Thursday, January 3, 2019

Collectivism of Russians is a Myth, Sergey Medvedev Says

Paul Goble

            Staunton, January 3 – One of the most frequent claims of Russian nationalists is that the Russians are collectivist in nature, a view that is also one of the most widely accepted axioms of analysts of Russian society past and present.  But Sergey Medvedev, a historian and commentator, says that the entire notion of the collectivism of Russians is a myth.

            In the course of a roundtable discussion at Radio Liberty he chaired (, Medvedev made the following points in support of his view:

·         First, “polls show that collectivism, ‘communalism,’ and ‘communality’ of Russians are a myth and that in fact Russians are among the greatest individualists in the world.”
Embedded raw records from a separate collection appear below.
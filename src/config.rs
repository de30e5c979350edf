//! Knobs that tune the behavior of a solver without altering its semantics.

/// Configuration of a `Solver`.
#[derive(Debug, Clone, PartialEq, Eq)]
pub struct SolverConfig {
    /// Minimum number of clauses in the database before a propagation scan is spread over the
    /// rayon thread pool. Below this threshold, the scan runs on the calling thread.
    /// `usize::MAX` disables the parallel scan altogether.
    pub parallel_threshold: usize,
    /// Whether every clause must be checked against the model before reporting satisfiability.
    pub verify_model: bool,
}

impl Default for SolverConfig {
    fn default() -> Self {
        Self {
            parallel_threshold: 64,
            verify_model: true,
        }
    }
}

impl SolverConfig {
    /// A configuration that never uses more than the calling thread.
    pub fn sequential() -> Self {
        Self::default().with_parallel_threshold(usize::MAX)
    }

    pub fn with_parallel_threshold(mut self, threshold: usize) -> Self {
        self.parallel_threshold = threshold;
        self
    }

    pub fn with_verify_model(mut self, verify: bool) -> Self {
        self.verify_model = verify;
        self
    }

    /// Tells whether a scan over `nb_clauses` clauses should be parallel
    pub fn is_parallel(&self, nb_clauses: usize) -> bool {
        nb_clauses >= self.parallel_threshold
    }
}
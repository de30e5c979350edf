use rcdcl::*;

#[test]
#[should_panic]
fn constructor_fails_for_zero(){
    Literal::from(0);
}

#[test]
fn constructor_work_for_positive(){
    assert_eq!("Literal(1)", format!("{:?}", Literal::from(1)));
}
#[test]
fn constructor_work_for_negative(){
    assert_eq!("Literal(-1)", format!("{:?}", Literal::from(-1)));
}
#[test]
fn constructor_work_for_var(){
    assert_eq!(lit(1),  Literal::from_var(var(1), Polarity::Asserted));
    assert_eq!(lit(-1), Literal::from_var(var(1), Polarity::Negated));
}
#[test]
fn var_returns_the_original_var(){
    let v = var(42);

    assert_eq!(v, Literal::positive(v).var());
    assert_eq!(v, Literal::negative(v).var());
}
#[test]
fn polarity_follows_the_sign(){
    assert_eq!(Polarity::Asserted, lit(3).polarity());
    assert_eq!(Polarity::Negated,  lit(-3).polarity());
}
#[test]
fn negation_flips_the_polarity_only(){
    let l = lit(7);

    assert_eq!(lit(-7), !l);
    assert_eq!(lit(-7), -l);
    assert_eq!(l, !!l);
    assert_eq!(l.var(), (!l).var());
}
#[test]
fn display_uses_tilde_for_negation(){
    assert_eq!("x3",  lit(3).to_string());
    assert_eq!("~x3", lit(-3).to_string());
}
·         Second, Russians “do not believe in collective action, often are not capable of reaching agreement with each other, and prefer to solve problems individually.”

·         Third, “the individualism of Russians is manifest in their low level of trust and the absence of altruism.”

·         Fourth, “the communalism characteristic of the Russian people in the past was suppressed by collectivization and the ensuing actions of the Soviet authorities.”

·         And fifth, “in recent times, there has arisen a certain demand for collective action and voluntarism but for this to happen are needed institutions and social structures” which are lacking. 

Those who want to argue that Russians are collectivist in nature must present evidence that contradicts all or most of these points. That is something they have not done and, in Medvedev’s view, cannot do because Russians are not as those people imagine but something quite different – and that must be taken into account by both analysts and activists.